Situazione Operazione Metro Surge e Dichiarazioni di Tom Homan
Il Dipartimento della Sicurezza Interna degli Stati Uniti ha annunciato la conclusione dell’Operazione Metro Surge, l’operazione di controllo immigratorio in Minnesota. In seguito, il “border czar” Tom Homan, tramite l’Immigration and Customs Enforcement (ICE), ha affermato che l’ICE aveva identificato 3.364 bambini migranti classificati come “scomparsi” durante la durata dell’operazione, che si è protratta per più di due mesi. Queste affermazioni sono state parte di una serie di dichiarazioni avanzate dall’amministrazione Trump a partire almeno dal 2024.

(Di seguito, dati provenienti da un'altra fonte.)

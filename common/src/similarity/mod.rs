//! 類似度インデックスモジュール
//!
//! 既知名称カタログに対する近似照合を提供する。
//!
//! ## 戦略
//! - `Tfidf`: 文字n-gramのTF-IDFベクトルとコサイン類似度（構築後に再利用）
//! - `Ratio`: 最長一致ブロックによる類似率（事前構築なし）
//!
//! どちらもクレンジング済み文字列を比較し、スコアは [0, 1]、
//! クレンジング後に完全一致なら 1.0 を返す。

pub mod ratio;
pub mod tfidf;

pub use ratio::RatioIndex;
pub use tfidf::TfidfIndex;

use crate::cleanser::TextCleanser;
use crate::error::{Error, Result};
use serde::{Deserialize, Serialize};
use std::cmp::Ordering;

/// 照合候補
#[derive(Debug, Clone, PartialEq)]
pub struct Candidate {
    /// カタログ内の位置
    pub index: usize,
    /// カタログ上の名称（元の表記）
    pub name: String,
    /// 類似度 (0.0-1.0)
    pub score: f64,
}

/// 類似度インデックス
///
/// 構築後は読み取り専用のため、スレッド間で共有できる。
pub trait SimilarityIndex: Send + Sync {
    /// スコア降順で上位 `top_k` 件の候補を返す（同点はカタログ順）
    fn best_match(&self, query: &str, top_k: usize) -> Vec<Candidate>;

    /// カタログの件数
    fn len(&self) -> usize;

    fn is_empty(&self) -> bool {
        self.len() == 0
    }
}

/// n-gramの切り出し方
#[derive(Debug, Clone, Copy, PartialEq, Eq, Default, Serialize, Deserialize)]
#[serde(rename_all = "snake_case")]
pub enum Analyzer {
    /// 文字列全体から切り出す（単語境界をまたぐ）
    #[default]
    Char,
    /// 単語ごとに前後へ空白を付けて切り出す
    CharWb,
}

impl std::str::FromStr for Analyzer {
    type Err = Error;

    fn from_str(s: &str) -> Result<Self> {
        match s.to_lowercase().as_str() {
            "char" => Ok(Analyzer::Char),
            "char_wb" | "charwb" | "char-wb" => Ok(Analyzer::CharWb),
            _ => Err(Error::Config(format!(
                "Unknown analyzer: {}. Use char or char_wb",
                s
            ))),
        }
    }
}

impl std::fmt::Display for Analyzer {
    fn fmt(&self, f: &mut std::fmt::Formatter<'_>) -> std::fmt::Result {
        match self {
            Analyzer::Char => write!(f, "char"),
            Analyzer::CharWb => write!(f, "char_wb"),
        }
    }
}

/// TF-IDFインデックスのパラメータ
#[derive(Debug, Clone, Copy, PartialEq, Eq, Serialize, Deserialize)]
pub struct TfidfParams {
    pub analyzer: Analyzer,
    pub ngram_min: usize,
    pub ngram_max: usize,
}

impl Default for TfidfParams {
    fn default() -> Self {
        Self {
            analyzer: Analyzer::Char,
            ngram_min: 2,
            ngram_max: 4,
        }
    }
}

impl TfidfParams {
    pub fn validate(&self) -> Result<()> {
        if self.ngram_min == 0 || self.ngram_min > self.ngram_max {
            return Err(Error::Config(format!(
                "Invalid n-gram range: {}-{}",
                self.ngram_min, self.ngram_max
            )));
        }
        Ok(())
    }
}

/// インデックスの戦略
#[derive(Debug, Clone, Copy, PartialEq, Eq)]
pub enum IndexStrategy {
    Tfidf(TfidfParams),
    Ratio,
}

impl Default for IndexStrategy {
    fn default() -> Self {
        IndexStrategy::Tfidf(TfidfParams::default())
    }
}

/// 既定のクレンザーでインデックスを構築する
pub fn build_index<S: AsRef<str>>(
    catalog: &[S],
    strategy: &IndexStrategy,
) -> Result<Box<dyn SimilarityIndex>> {
    build_index_with(catalog, strategy, &TextCleanser::default())
}

/// クレンザーを指定してインデックスを構築する
pub fn build_index_with<S: AsRef<str>>(
    catalog: &[S],
    strategy: &IndexStrategy,
    cleanser: &TextCleanser,
) -> Result<Box<dyn SimilarityIndex>> {
    match strategy {
        IndexStrategy::Tfidf(params) => Ok(Box::new(TfidfIndex::build_with(
            catalog,
            *params,
            cleanser.clone(),
        )?)),
        IndexStrategy::Ratio => Ok(Box::new(RatioIndex::build_with(catalog, cleanser.clone()))),
    }
}

/// スコア降順に並べ替えて上位を返す
///
/// 安定ソートのため、同点はカタログ順が保たれる。
pub(crate) fn rank(names: &[String], scores: Vec<f64>, top_k: usize) -> Vec<Candidate> {
    let mut candidates: Vec<Candidate> = scores
        .into_iter()
        .enumerate()
        .map(|(index, score)| Candidate {
            index,
            name: names[index].clone(),
            score: score.clamp(0.0, 1.0),
        })
        .collect();

    candidates.sort_by(|a, b| b.score.partial_cmp(&a.score).unwrap_or(Ordering::Equal));
    candidates.truncate(top_k);
    candidates
}
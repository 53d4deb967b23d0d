//! Excel出力
//!
//! シート「結果」に入力列と照合結果、シート「集計」に件数を書き出す。

use crate::batch::BatchReport;
use crate::error::Result;
use rust_xlsxwriter::{Color, Format, FormatBorder, Workbook};
use std::path::Path;

const RESULT_SHEET: &str = "結果";
const SUMMARY_SHEET: &str = "集計";

pub fn write_excel(report: &BatchReport, output: &Path) -> Result<()> {
    let mut workbook = Workbook::new();

    let header_format = Format::new()
        .set_bold()
        .set_background_color(Color::RGB(0xF5F5F5))
        .set_border(FormatBorder::Thin)
        .set_border_color(Color::RGB(0xAAAAAA));

    let worksheet = workbook.add_worksheet();
    worksheet.set_name(RESULT_SHEET)?;

    for (col, header) in report.output_headers().iter().enumerate() {
        worksheet.write_string_with_format(0, col as u16, header, &header_format)?;
    }

    for (index, row) in report.rows.iter().enumerate() {
        let excel_row = index as u32 + 1;
        for (col, value) in report.output_row(row).iter().enumerate() {
            worksheet.write_string(excel_row, col as u16, value)?;
        }
    }
    worksheet.autofit();

    let stats = &report.stats;
    let summary = workbook.add_worksheet();
    summary.set_name(SUMMARY_SHEET)?;
    summary.write_string_with_format(0, 0, "項目", &header_format)?;
    summary.write_string_with_format(0, 1, "件数", &header_format)?;

    let lines = [
        ("総行数", stats.total_rows),
        ("ルール一致", stats.by_rule),
        ("類似度一致", stats.by_similarity),
        ("未解決", stats.unresolved),
        ("名称なし", stats.empty_rows),
    ];
    for (index, (label, count)) in lines.iter().enumerate() {
        let row = index as u32 + 1;
        summary.write_string(row, 0, *label)?;
        summary.write_number(row, 1, *count as f64)?;
    }
    summary.set_column_width(0, 14)?;

    workbook.save(output)?;
    Ok(())
}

Rapporto DHS del 2024 e Definizione di "Scomparsi"
Le affermazioni recenti derivano da un rapporto del Dipartimento della Sicurezza Interna (DHS) pubblicato nell’agosto 2024. Il rapporto ha concluso che l’ICE non aveva la capacità di emettere notifiche di comparizione in tribunale e di tenere traccia di tutti i bambini non accompagnati rilasciati o trasferiti al Dipartimento della Salute e dei Servizi Umanità (HHS) tra ottobre 2018 e settembre 2023. Questa definizione di “scomparsi” è stata considerata piuttosto ampia.
Mancanza di Dettagli e Informazioni Pubblicate
Non è chiaro come Homan sia giunto al numero di 3.364 bambini “scomparsi” individuati in Minnesota. L’ICE non ha pubblicato informazioni ufficiali riguardanti l’identità di questi bambini o i metodi utilizzati per trovarli. Inoltre, una dichiarazione fornita dal DHS non ha offerto ulteriori chiarimenti sulle circostanze in cui questi bambini sono stati dichiarati “scomparsi”. La data del 12 febbraio 2026 ha visto Tom Homan, il “border czar” di Donald Trump, annunciare la fine dell’Operazione Metro Surge in Minnesota, sostenendo che l’ICE aveva trovato 3.364 bambini migranti “scomparsi” durante l’operazione.